Task data:
* * *

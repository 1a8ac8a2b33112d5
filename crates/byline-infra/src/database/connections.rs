//! Database connection management.

use std::sync::Arc;
use std::time::Duration;

use sea_orm::{ConnectOptions, Database, DbConn, DbErr};

/// Connection-pool configuration for the store.
#[derive(Debug, Clone)]
pub struct DatabaseConfig {
    pub url: String,
    pub max_connections: u32,
    pub min_connections: u32,
}

/// The service's pooled connection to the relational store.
///
/// The repositories and the health endpoint all hold this one pool through
/// the shared handle; no other shared mutable state exists in the process.
pub struct DatabaseConnections {
    pub main: Arc<DbConn>,
}

impl DatabaseConnections {
    /// Build the pool from configuration and connect.
    pub async fn init(config: &DatabaseConfig) -> Result<Self, DbErr> {
        let opts = ConnectOptions::new(&config.url)
            .max_connections(config.max_connections)
            .min_connections(config.min_connections)
            .connect_timeout(Duration::from_secs(10))
            .idle_timeout(Duration::from_secs(300))
            .sqlx_logging(true)
            .to_owned();

        let main = Arc::new(Database::connect(opts).await?);
        tracing::info!(
            pool_max = config.max_connections,
            "database connected"
        );

        Ok(Self { main })
    }

    /// One round trip to the store, for the health endpoint.
    pub async fn ping(&self) -> Result<(), DbErr> {
        self.main.ping().await
    }
}
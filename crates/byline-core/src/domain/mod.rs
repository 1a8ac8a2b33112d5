//! Domain entities - the records the service persists.

mod author;

mod post;

pub use author::{Author, AuthorDraft};
pub use post::{NewPost, Post, PostDraft, PostWithAuthor};
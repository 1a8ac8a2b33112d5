use serde::{Deserialize, Serialize};

use super::Author;

/// Post entity - belongs to exactly one author.
///
/// `author_id` must always resolve to an existing author and is immutable
/// after creation; there is no reassign operation.
#[derive(Debug, Clone, PartialEq, Eq, Serialize, Deserialize)]
pub struct Post {
    pub id: i32,
    pub title: String,
    pub content: String,
    pub author_id: i32,
}

/// Fields for creating a post. The referenced author must exist.
#[derive(Debug, Clone, PartialEq, Eq, Serialize, Deserialize)]
pub struct NewPost {
    pub title: String,
    pub content: String,
    pub author_id: i32,
}

/// Fields an update may overwrite. The author reference is not among them.
#[derive(Debug, Clone, PartialEq, Eq, Serialize, Deserialize)]
pub struct PostDraft {
    pub title: String,
    pub content: String,
}

/// A post together with its author, fetched in the same round trip.
#[derive(Debug, Clone, PartialEq, Eq, Serialize, Deserialize)]
pub struct PostWithAuthor {
    pub post: Post,
    pub author: Author,
}
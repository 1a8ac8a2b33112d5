//! SeaORM entities for the two-table relational shape.
//!
//! The relationship between them carries the cascade rule: an author owns
//! its posts, and deleting the author deletes the posts.

pub mod author;
pub mod post;
mod author_repository {
    use super::*;

    #[tokio::test]
    async fn create_returns_store_assigned_id() {
        let inserted = author::Model {
            id: 1,
            name: "Ada".to_string(),
            email: "ada@x.com".to_string(),
        };
        let db = MockDatabase::new(DatabaseBackend::Postgres)
            .append_query_results([Vec::<author::Model>::new(), vec![inserted.clone()]])
            .into_connection();
        let repo = PostgresAuthorRepository::new(db);

        let created = repo
            .create(AuthorDraft::new("Ada", "ada@x.com"))
            .await
            .unwrap();

        assert_eq!(created.id, 1);
        assert_eq!(created.name, "Ada");
        assert_eq!(created.email, "ada@x.com");

        // Duplicate check and insert share one transaction.
        let log = drain_log(repo.db);
        assert_eq!(log.len(), 1);
        let sql = format!("{log:?}");
        assert_eq!(sql.matches("SELECT").count(), 1);
        assert_eq!(sql.matches("INSERT").count(), 1);
    }

    #[tokio::test]
    async fn create_with_taken_email_stops_before_insert() {
        let db = MockDatabase::new(DatabaseBackend::Postgres)
            .append_query_results([vec![author_model(1)]])
            .into_connection();
        let repo = PostgresAuthorRepository::new(db);

        let err = repo
            .create(AuthorDraft::new("Imposter", "author1@example.com"))
            .await
            .unwrap_err();

        assert!(matches!(
            err,
            RepoError::DuplicateEmail(ref email) if email == "author1@example.com"
        ));

        let log = drain_log(repo.db);
        assert_eq!(log.len(), 1);
        assert!(!format!("{log:?}").contains("INSERT"));
    }

    #[tokio::test]
    async fn create_translates_lost_race_to_duplicate_email() {
        // Pre-check passes, then a concurrent insert wins: the UNIQUE
        // constraint fires at insert time and must come back typed.
        let db = MockDatabase::new(DatabaseBackend::Postgres)
            .append_query_results([Vec::<author::Model>::new()])
            .append_query_errors([unique_violation()])
            .into_connection();
        let repo = PostgresAuthorRepository::new(db);

        let err = repo
            .create(AuthorDraft::new("Ada", "ada@x.com"))
            .await
            .unwrap_err();

        assert!(matches!(err, RepoError::DuplicateEmail(ref email) if email == "ada@x.com"));
    }

    #[tokio::test]
    async fn find_by_id_maps_the_row() {
        let db = MockDatabase::new(DatabaseBackend::Postgres)
            .append_query_results([vec![author_model(7)]])
            .into_connection();
        let repo = PostgresAuthorRepository::new(db);

        let found = repo.find_by_id(7).await.unwrap().unwrap();
        assert_eq!(found.id, 7);
        assert_eq!(found.email, "author7@example.com");
    }

    #[tokio::test]
    async fn find_by_id_absent_is_none() {
        let db = MockDatabase::new(DatabaseBackend::Postgres)
            .append_query_results([Vec::<author::Model>::new()])
            .into_connection();
        let repo = PostgresAuthorRepository::new(db);

        assert!(repo.find_by_id(404).await.unwrap().is_none());
    }

    #[tokio::test]
    async fn find_by_email_matches_exactly() {
        let db = MockDatabase::new(DatabaseBackend::Postgres)
            .append_query_results([vec![author_model(3)]])
            .into_connection();
        let repo = PostgresAuthorRepository::new(db);

        let found = repo.find_by_email("author3@example.com").await.unwrap();
        assert_eq!(found.unwrap().id, 3);
    }

    #[tokio::test]
    async fn list_pages_in_insertion_order() {
        let db = MockDatabase::new(DatabaseBackend::Postgres)
            .append_query_results([vec![author_model(1), author_model(2)]])
            .into_connection();
        let repo = PostgresAuthorRepository::new(db);

        let authors = repo.list(Page::default()).await.unwrap();

        let ids: Vec<i32> = authors.iter().map(|a| a.id).collect();
        assert_eq!(ids, vec![1, 2]);

        let log = drain_log(repo.db);
        assert_eq!(log.len(), 1);
        let sql = format!("{log:?}");
        assert!(sql.contains("ORDER BY"));
        assert!(sql.contains("LIMIT"));
    }

    #[tokio::test]
    async fn update_overwrites_name_and_email() {
        let updated = author::Model {
            id: 5,
            name: "Grace".to_string(),
            email: "grace@x.com".to_string(),
        };
        let db = MockDatabase::new(DatabaseBackend::Postgres)
            .append_query_results([vec![author_model(5)], vec![updated.clone()]])
            .into_connection();
        let repo = PostgresAuthorRepository::new(db);

        let author = repo
            .update(5, AuthorDraft::new("Grace", "grace@x.com"))
            .await
            .unwrap();

        assert_eq!(author.id, 5);
        assert_eq!(author.name, "Grace");
        assert_eq!(author.email, "grace@x.com");

        // One SELECT (the existence check) and the UPDATE. No second
        // lookup re-checking email uniqueness; that gap is intentional.
        let log = drain_log(repo.db);
        assert_eq!(log.len(), 1);
        let sql = format!("{log:?}");
        assert_eq!(sql.matches("SELECT").count(), 1);
        assert_eq!(sql.matches("UPDATE").count(), 1);
    }

    #[tokio::test]
    async fn update_missing_id_is_not_found() {
        let db = MockDatabase::new(DatabaseBackend::Postgres)
            .append_query_results([Vec::<author::Model>::new()])
            .into_connection();
        let repo = PostgresAuthorRepository::new(db);

        let err = repo
            .update(404, AuthorDraft::new("Nobody", "nobody@x.com"))
            .await
            .unwrap_err();
        assert!(matches!(err, RepoError::NotFound));
    }

    #[tokio::test]
    async fn update_to_taken_email_hits_the_store_constraint() {
        // There is no application-level re-check on update; the UNIQUE
        // constraint rejects the collision and the error comes back typed
        // instead of as a raw store failure.
        let db = MockDatabase::new(DatabaseBackend::Postgres)
            .append_query_results([vec![author_model(5)]])
            .append_query_errors([unique_violation()])
            .into_connection();
        let repo = PostgresAuthorRepository::new(db);

        let err = repo
            .update(5, AuthorDraft::new("Ada", "author1@example.com"))
            .await
            .unwrap_err();

        assert!(matches!(
            err,
            RepoError::DuplicateEmail(ref email) if email == "author1@example.com"
        ));
    }

    #[tokio::test]
    async fn delete_cascades_posts_in_one_transaction() {
        let db = MockDatabase::new(DatabaseBackend::Postgres)
            .append_query_results([vec![author_model(1)]])
            .append_exec_results([
                MockExecResult {
                    last_insert_id: 0,
                    rows_affected: 2,
                },
                MockExecResult {
                    last_insert_id: 0,
                    rows_affected: 1,
                },
            ])
            .into_connection();
        let repo = PostgresAuthorRepository::new(db);

        repo.delete(1).await.unwrap();

        // Check, child delete, parent delete, all inside one transaction,
        // so a failure anywhere leaves both author and posts in place.
        let log = drain_log(repo.db);
        assert_eq!(log.len(), 1);
        let sql = format!("{log:?}");
        assert_eq!(sql.matches("SELECT").count(), 1);
        assert_eq!(sql.matches("DELETE").count(), 2);
    }

    #[tokio::test]
    async fn delete_missing_id_rolls_back_not_found() {
        let db = MockDatabase::new(DatabaseBackend::Postgres)
            .append_query_results([Vec::<author::Model>::new()])
            .into_connection();
        let repo = PostgresAuthorRepository::new(db);

        let err = repo.delete(404).await.unwrap_err();
        assert!(matches!(err, RepoError::NotFound));

        let log = drain_log(repo.db);
        assert_eq!(log.len(), 1);
        assert!(!format!("{log:?}").contains("DELETE"));
    }

    #[tokio::test]
    async fn delete_rolls_back_when_the_post_delete_fails() {
        // A failure mid-cascade must leave both halves in place: the
        // transaction rolls back and the author row stays.
        let db = MockDatabase::new(DatabaseBackend::Postgres)
            .append_query_results([vec![author_model(1)]])
            .append_exec_errors([DbErr::Exec(RuntimeErr::Internal(
                "deadlock detected".to_string(),
            ))])
            .into_connection();
        let repo = PostgresAuthorRepository::new(db);

        let err = repo.delete(1).await.unwrap_err();
        assert!(matches!(err, RepoError::Query(_)));

        let log = drain_log(repo.db);
        assert_eq!(log.len(), 1);
        let sql = format!("{log:?}");
        assert!(sql.contains("ROLLBACK"));
        assert!(!sql.contains("COMMIT"));

        // The store saw exactly one DELETE, the failed sweep of the posts
        // by author_id; the author row itself was never deleted.
        assert_eq!(sql.matches("DELETE").count(), 1);
        assert!(sql[sql.find("DELETE").unwrap()..].contains("author_id"));
    }
}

* * *

Exercise aim: Show every line of the entries above where the word "PostWithAuthor" occurs.

Result for this exercise:
pub use post::{NewPost, Post, PostDraft, PostWithAuthor};
pub struct PostWithAuthor {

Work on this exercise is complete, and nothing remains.